▶ [Problem]
Lines before the one containing "let stream = WsServerSocket::accept(stream).await?;" are left out; output the rest of the data exactly, through the final line.

[Dataset records]
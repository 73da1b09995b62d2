//! Bitboard chess position and move generation.
//!
//! This crate provides:
//! - [`Bitboard`] - 64-bit occupancy masks with edge-safe directional shifts
//! - [`Position`] - piece masks plus a square-indexed board, built from a
//!   [`Setup`](serpent_core::Setup) or FEN
//! - [`movegen`] - pseudo-legal generation, the king-safety stage and perft
//! - [`notation`] - short human-readable move text
//!
//! # Architecture
//!
//! Each piece kind and color has its own 64-bit mask, one bit per square with
//! a8 as bit 0 and h1 as bit 63. Pawn pushes and captures are single shifts
//! of a mask, sliding pieces cast rays one step at a time, and knights and
//! kings look their targets up in tables built at compile time.
//!
//! # Example
//!
//! ```
//! use serpent_engine::{generate_moves, legal_moves, notation, Position};
//!
//! let position = Position::startpos();
//! let moves = generate_moves(&position);
//! assert_eq!(moves.len(), 20);
//!
//! let text: Vec<String> = legal_moves(&position).iter().map(notation::to_notation).collect();
//! assert!(text.contains(&"Nf3".to_string()));
//! ```

mod bitboard;
pub mod movegen;
pub mod notation;
mod position;

pub use bitboard::{Bitboard, Offset};
pub use movegen::{
    attackers_to, bishop_attacks, generate_moves, generate_moves_for, is_in_check, is_legal,
    is_square_attacked, king_attacks, knight_attacks, legal_moves, pawn_attacks, queen_attacks,
    rook_attacks, MoveList,
};
pub use position::Position;
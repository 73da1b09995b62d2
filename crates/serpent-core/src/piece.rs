//! Chess piece representation.

use crate::Color;

/// The six kinds of chess pieces.
#[derive(Debug, Clone, Copy, PartialEq, Eq, Hash)]
#[repr(u8)]
pub enum Piece {
    Pawn = 0,
    Knight = 1,
    Bishop = 2,
    Rook = 3,
    Queen = 4,
    King = 5,
}

impl Piece {
    /// All piece kinds in order.
    pub const ALL: [Piece; 6] = [
        Piece::Pawn,
        Piece::Knight,
        Piece::Bishop,
        Piece::Rook,
        Piece::Queen,
        Piece::King,
    ];

    /// Returns the index of this piece kind (0-5).
    #[inline]
    pub const fn index(self) -> usize {
        self as usize
    }

    /// Returns the FEN character for this piece with the given color.
    pub const fn to_fen_char(self, color: Color) -> char {
        let c = self.letter().to_ascii_lowercase();
        match color {
            Color::White => c.to_ascii_uppercase(),
            Color::Black => c,
        }
    }

    /// Uppercase letter used in move notation (`P` for pawns).
    pub const fn letter(self) -> char {
        match self {
            Piece::Pawn => 'P',
            Piece::Knight => 'N',
            Piece::Bishop => 'B',
            Piece::Rook => 'R',
            Piece::Queen => 'Q',
            Piece::King => 'K',
        }
    }

    /// Parses a FEN character into a piece and color.
    pub const fn from_fen_char(c: char) -> Option<(Piece, Color)> {
        let color = if c.is_ascii_uppercase() {
            Color::White
        } else {
            Color::Black
        };
        let piece = match c.to_ascii_lowercase() {
            'p' => Piece::Pawn,
            'n' => Piece::Knight,
            'b' => Piece::Bishop,
            'r' => Piece::Rook,
            'q' => Piece::Queen,
            'k' => Piece::King,
            _ => return None,
        };
        Some((piece, color))
    }

    /// Returns true if this piece is a sliding piece (bishop, rook, or queen).
    #[inline]
    pub const fn is_slider(self) -> bool {
        matches!(self, Piece::Bishop | Piece::Rook | Piece::Queen)
    }
}

impl std::fmt::Display for Piece {
    fn fmt(&self, f: &mut std::fmt::Formatter<'_>) -> std::fmt::Result {
        let name = match self {
            Piece::Pawn => "Pawn",
            Piece::Knight => "Knight",
            Piece::Bishop => "Bishop",
            Piece::Rook => "Rook",
            Piece::Queen => "Queen",
            Piece::King => "King",
        };
        write!(f, "{}", name)
    }
}
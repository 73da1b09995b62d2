//! Side-to-move representation.

use crate::Rank;

/// The two sides.
#[derive(Debug, Clone, Copy, PartialEq, Eq, Hash)]
#[repr(u8)]
pub enum Color {
    White = 0,
    Black = 1,
}

impl Color {
    /// Both colors, white first.
    pub const ALL: [Color; 2] = [Color::White, Color::Black];

    /// Returns the opposite color.
    #[inline]
    pub const fn opposite(self) -> Self {
        match self {
            Color::White => Color::Black,
            Color::Black => Color::White,
        }
    }

    /// Returns the index (0 for White, 1 for Black).
    #[inline]
    pub const fn index(self) -> usize {
        self as usize
    }

    /// Rank from which this side's pawns may push two squares.
    #[inline]
    pub const fn pawn_start_rank(self) -> Rank {
        match self {
            Color::White => Rank::R2,
            Color::Black => Rank::R7,
        }
    }

    /// Rank on which this side's pawns promote.
    #[inline]
    pub const fn promotion_rank(self) -> Rank {
        match self {
            Color::White => Rank::R8,
            Color::Black => Rank::R1,
        }
    }

    /// FEN letter for the side to move.
    #[inline]
    pub const fn to_fen_char(self) -> char {
        match self {
            Color::White => 'w',
            Color::Black => 'b',
        }
    }
}

impl std::fmt::Display for Color {
    fn fmt(&self, f: &mut std::fmt::Formatter<'_>) -> std::fmt::Result {
        match self {
            Color::White => write!(f, "White"),
            Color::Black => write!(f, "Black"),
        }
    }
}
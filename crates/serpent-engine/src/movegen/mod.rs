//! Move generation.
//!
//! The pseudo-legal generator is split by piece family: [`pawns`],
//! [`sliders`] (bishop, rook, queen) and [`steppers`] (knight, king,
//! castling). [`generate_moves`] runs them in a fixed order. King safety is a
//! separate stage in [`legal`].

mod attacks;
pub mod legal;
mod pawns;
pub mod perft;
mod sliders;
mod steppers;

use crate::Position;
use serpent_core::{Color, Move, Piece};

pub use attacks::{
    bishop_attacks, king_attacks, knight_attacks, pawn_attacks, queen_attacks, ray_attacks,
    rook_attacks, Ray,
};
pub use legal::{attackers_to, is_in_check, is_legal, is_square_attacked, legal_moves};
pub use steppers::CastlePath;

/// An ordered list of generated moves.
#[derive(Clone, Default, PartialEq, Eq)]
pub struct MoveList {
    moves: Vec<Move>,
}

impl MoveList {
    /// Capacity reserved up front; no position reachable in play has more
    /// moves than this.
    pub const MAX_MOVES: usize = 256;

    /// Creates an empty move list.
    #[inline]
    pub fn new() -> Self {
        MoveList {
            moves: Vec::with_capacity(Self::MAX_MOVES),
        }
    }

    /// Adds a move to the list.
    #[inline]
    pub fn push(&mut self, m: Move) {
        self.moves.push(m);
    }

    /// Returns the number of moves.
    #[inline]
    pub fn len(&self) -> usize {
        self.moves.len()
    }

    /// Returns true if the list is empty.
    #[inline]
    pub fn is_empty(&self) -> bool {
        self.moves.is_empty()
    }

    /// Returns a slice of the moves.
    #[inline]
    pub fn as_slice(&self) -> &[Move] {
        &self.moves
    }

    #[inline]
    pub fn iter(&self) -> std::slice::Iter<'_, Move> {
        self.moves.iter()
    }

    /// Clears the move list.
    #[inline]
    pub fn clear(&mut self) {
        self.moves.clear();
    }

    /// Retains only moves for which the predicate returns true, keeping
    /// their order.
    pub fn retain<F>(&mut self, f: F)
    where
        F: FnMut(&Move) -> bool,
    {
        self.moves.retain(f);
    }

    pub fn into_vec(self) -> Vec<Move> {
        self.moves
    }
}

impl std::ops::Index<usize> for MoveList {
    type Output = Move;

    #[inline]
    fn index(&self, index: usize) -> &Self::Output {
        &self.moves[index]
    }
}

impl<'a> IntoIterator for &'a MoveList {
    type Item = &'a Move;
    type IntoIter = std::slice::Iter<'a, Move>;

    fn into_iter(self) -> Self::IntoIter {
        self.iter()
    }
}

impl IntoIterator for MoveList {
    type Item = Move;
    type IntoIter = std::vec::IntoIter<Move>;

    fn into_iter(self) -> Self::IntoIter {
        self.moves.into_iter()
    }
}

impl std::fmt::Debug for MoveList {
    fn fmt(&self, f: &mut std::fmt::Formatter<'_>) -> std::fmt::Result {
        f.debug_list().entries(self.as_slice()).finish()
    }
}

/// Generates all pseudo-legal moves for the side to move.
pub fn generate_moves(position: &Position) -> MoveList {
    generate_moves_for(position, position.side_to_move())
}

/// Generates all pseudo-legal moves for `color`, whoever is to move.
///
/// Order: pawns, bishops, knights, rooks, queens, then the king with its
/// castle moves last. Within a piece kind, sources come in increasing square
/// index. Moves may leave the king attacked; see [`legal_moves`].
pub fn generate_moves_for(position: &Position, color: Color) -> MoveList {
    let mut moves = MoveList::new();

    pawns::generate_pawn_moves(position, color, &mut moves);
    sliders::generate_slider_moves(position, color, Piece::Bishop, &mut moves);
    steppers::generate_knight_moves(position, color, &mut moves);
    sliders::generate_slider_moves(position, color, Piece::Rook, &mut moves);
    sliders::generate_slider_moves(position, color, Piece::Queen, &mut moves);
    steppers::generate_king_moves(position, color, &mut moves);
    steppers::generate_castling_moves(position, color, &mut moves);

    moves
}
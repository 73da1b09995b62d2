//! King safety on top of the pseudo-legal generator.
//!
//! Attacks are found in reverse: from the target square, each piece kind's
//! attack pattern is cast outward and intersected with the attacker's pieces
//! of that kind.

use super::attacks::{bishop_attacks, king_attacks, knight_attacks, pawn_attacks, rook_attacks};
use super::steppers::CastlePath;
use super::{generate_moves, MoveList};
use crate::{Bitboard, Position};
use serpent_core::{Color, Move, Piece, Square};

/// Returns the pieces of color `by` that attack `sq`.
pub fn attackers_to(position: &Position, sq: Square, by: Color) -> Bitboard {
    let occupied = position.occupied();
    let queens = position.pieces_of(Piece::Queen, by);

    (pawn_attacks(sq, by.opposite()) & position.pieces_of(Piece::Pawn, by))
        | (knight_attacks(sq) & position.pieces_of(Piece::Knight, by))
        | (king_attacks(sq) & position.pieces_of(Piece::King, by))
        | (bishop_attacks(sq, occupied) & (position.pieces_of(Piece::Bishop, by) | queens))
        | (rook_attacks(sq, occupied) & (position.pieces_of(Piece::Rook, by) | queens))
}

/// Returns true if the given square is attacked by the given color.
#[inline]
pub fn is_square_attacked(position: &Position, sq: Square, by: Color) -> bool {
    attackers_to(position, sq, by).is_not_empty()
}

/// Returns true if the king of `color` is attacked. A side without a king is
/// never in check.
pub fn is_in_check(position: &Position, color: Color) -> bool {
    position
        .king_square(color)
        .map_or(false, |king| is_square_attacked(position, king, color.opposite()))
}

/// Returns true if playing `m` does not leave the mover's king attacked.
///
/// `m` must be a pseudo-legal move for the side to move. A castle is also
/// rejected when the king starts in check or crosses an attacked square.
pub fn is_legal(position: &Position, m: Move) -> bool {
    let us = position.side_to_move();
    let them = us.opposite();

    if let Some(path) = CastlePath::of(m, us) {
        if is_square_attacked(position, path.king_from, them)
            || is_square_attacked(position, path.transit, them)
        {
            return false;
        }
    }

    !is_in_check(&position.apply(m), us)
}

/// Generates all legal moves for the side to move, in generation order.
pub fn legal_moves(position: &Position) -> MoveList {
    let mut moves = generate_moves(position);
    moves.retain(|m| is_legal(position, *m));
    moves
}
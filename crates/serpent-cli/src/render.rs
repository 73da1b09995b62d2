//! Text rendering of a position.

use serpent_core::{Color, Piece, Square};
use serpent_engine::Position;

/// How pieces are drawn.
#[derive(Debug, Clone, Copy, PartialEq, Eq)]
pub enum BoardStyle {
    /// Chess glyphs (`♔`, `♟`, ...).
    Unicode,
    /// FEN letters, uppercase for white.
    Ascii,
}

fn glyph(piece: Piece, color: Color, style: BoardStyle) -> char {
    match style {
        BoardStyle::Ascii => piece.to_fen_char(color),
        BoardStyle::Unicode => match (color, piece) {
            (Color::White, Piece::Pawn) => '♙',
            (Color::White, Piece::Knight) => '♘',
            (Color::White, Piece::Bishop) => '♗',
            (Color::White, Piece::Rook) => '♖',
            (Color::White, Piece::Queen) => '♕',
            (Color::White, Piece::King) => '♔',
            (Color::Black, Piece::Pawn) => '♟',
            (Color::Black, Piece::Knight) => '♞',
            (Color::Black, Piece::Bishop) => '♝',
            (Color::Black, Piece::Rook) => '♜',
            (Color::Black, Piece::Queen) => '♛',
            (Color::Black, Piece::King) => '♚',
        },
    }
}

/// Renders the board with rank 8 at the top, a rank label on each row and
/// the file letters underneath. Empty squares are drawn as `-`.
pub fn render_board(position: &Position, style: BoardStyle) -> String {
    let mut out = String::with_capacity(256);

    for (row, squares) in position.board().chunks(8).enumerate() {
        out.push_str(&format!("  {} ", 8 - row));
        for content in squares {
            out.push(' ');
            out.push(match content {
                Some((piece, color)) => glyph(*piece, *color, style),
                None => '-',
            });
        }
        out.push('\n');
    }
    out.push_str("\n     a b c d e f g h\n");
    out
}

/// One-line summary of the state that the board itself does not show.
pub fn describe_state(position: &Position) -> String {
    let side = match position.side_to_move() {
        Color::White => "white",
        Color::Black => "black",
    };
    let en_passant = position
        .en_passant()
        .map_or_else(|| "-".to_string(), Square::to_algebraic);
    format!(
        "{} to move, castling {}, en passant {}",
        side,
        position.castling(),
        en_passant
    )
}
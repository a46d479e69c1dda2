//! Client connection engine.
//!
//! A [`Client`] multiplexes subscriptions over one connection that it opens
//! on demand, keeps alive, and re-establishes after recoverable failures.
//!
//! # Lifecycle
//!
//! | Mode | Connects | Disconnects |
//! |------|----------|-------------|
//! | Lazy (default) | First subscribe | `lazy_close_timeout` after the last subscriber leaves |
//! | Eager | [`Client::new`] | [`Client::dispose`] |
//!
//! # Modules
//!
//! | Module | Description |
//! |--------|-------------|
//! | `core` | [`Client`] handle |
//! | `engine` | Background task owning the socket (internal) |
//! | `events` | [`ClientEvent`] and listeners |
//! | `options` | [`ClientOptions`] |
//! | `retry` | Reconnect classification and backoff |
//! | `subscriber` | [`SubscriptionSink`] and [`Subscription`] handles |

// ============================================================================
// Submodules
// ============================================================================

mod engine;

/// Client handle.
pub mod core;

/// Lifecycle events.
pub mod events;

/// Configuration.
pub mod options;

/// Reconnect policy.
pub mod retry;

/// Sinks and subscription handles.
pub mod subscriber;

// ============================================================================
// Re-exports
// ============================================================================

pub use core::Client;
pub use events::{ClientEvent, ClientEventKind, Listener};
pub use options::{ClientOptions, DEFAULT_LAZY_CLOSE_TIMEOUT, DEFAULT_RETRY_ATTEMPTS};
pub use retry::{default_retry_wait, default_should_retry};
pub use subscriber::{Subscription, SubscriptionEvent, SubscriptionSink};
//! WebSocket listener for the server engine.
//!
//! # Connection Flow
//!
//! 1. Bind a TCP listener (port 0 picks a random port)
//! 2. Accept a TCP connection
//! 3. Upgrade it, negotiating `graphql-transport-ws` (the server does this
//!    on a task of its own per connection)
//! 4. Hand the [`ServerStream`] to the server engine

// ============================================================================
// Imports
// ============================================================================

use std::net::{IpAddr, SocketAddr};

use tokio::net::{TcpListener, TcpStream};
use tracing::{debug, info};

use crate::error::Result;

use super::{ServerStream, WsServerSocket};

// ============================================================================
// WsListener
// ============================================================================

/// A bound WebSocket listener.
///
/// # Example
///
/// ```ignore
/// use std::net::{IpAddr, Ipv4Addr};
/// use graphql_packet::transport::WsListener;
///
/// let listener = WsListener::bind(IpAddr::V4(Ipv4Addr::LOCALHOST), 0).await?;
/// let url = listener.ws_url();
///
/// let stream = listener.accept().await?;
/// ```
#[derive(Debug)]
pub struct WsListener {
    /// TCP listener for incoming connections.
    listener: TcpListener,
    /// Address the listener is bound to.
    local_addr: SocketAddr,
}

impl WsListener {
    /// Binds to the given address and port.
    ///
    /// Use port 0 to let the OS assign a random available port.
    ///
    /// # Errors
    ///
    /// Returns [`Error::Io`](crate::Error::Io) if binding fails.
    pub async fn bind(ip: IpAddr, port: u16) -> Result<Self> {
        let listener = TcpListener::bind(SocketAddr::new(ip, port)).await?;
        let local_addr = listener.local_addr()?;

        debug!(%local_addr, "WebSocket listener bound");

        Ok(Self {
            listener,
            local_addr,
        })
    }

    /// Returns the port the listener is bound to.
    #[inline]
    #[must_use]
    pub fn port(&self) -> u16 {
        self.local_addr.port()
    }

    /// Returns the local socket address.
    #[inline]
    #[must_use]
    pub fn local_addr(&self) -> SocketAddr {
        self.local_addr
    }

    /// Returns the WebSocket URL clients should connect to.
    ///
    /// Format: `ws://{ip}:{port}`
    #[must_use]
    pub fn ws_url(&self) -> String {
        format!("ws://{}", self.local_addr)
    }

    /// Accepts the next connection and completes the upgrade.
    ///
    /// # Errors
    ///
    /// - [`Error::Io`](crate::Error::Io) if accepting the TCP connection fails
    /// - [`Error::WebSocket`](crate::Error::WebSocket) if the upgrade fails
    pub async fn accept(&self) -> Result<ServerStream> {
        let (stream, addr) = self.accept_tcp().await?;
        Self::upgrade(stream, addr).await
    }

    /// Accepts the next TCP connection without upgrading it.
    ///
    /// # Errors
    ///
    /// Returns [`Error::Io`](crate::Error::Io) if accepting fails.
    pub async fn accept_tcp(&self) -> Result<(TcpStream, SocketAddr)> {
        let (stream, addr) = self.listener.accept().await?;
        debug!(%addr, "TCP connection accepted");
        Ok((stream, addr))
    }

    /// Upgrades a connection returned by [`accept_tcp`](Self::accept_tcp).
    ///
    /// # Errors
    ///
    /// Returns [`Error::WebSocket`](crate::Error::WebSocket) if the upgrade fails.
    pub async fn upgrade(stream: TcpStream, addr: SocketAddr) -> Result<ServerStream> {
        let stream = WsServerSocket::accept(stream).await?;
        info!(%addr, "WebSocket connection established");
        Ok(stream)
    }
}

// ============================================================================
// Tests
// ============================================================================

▶ [Task solution]
        let stream = WsServerSocket::accept(stream).await?;
        info!(%addr, "WebSocket connection established");
        Ok(stream)
    }
}

// ============================================================================
// Tests
// ============================================================================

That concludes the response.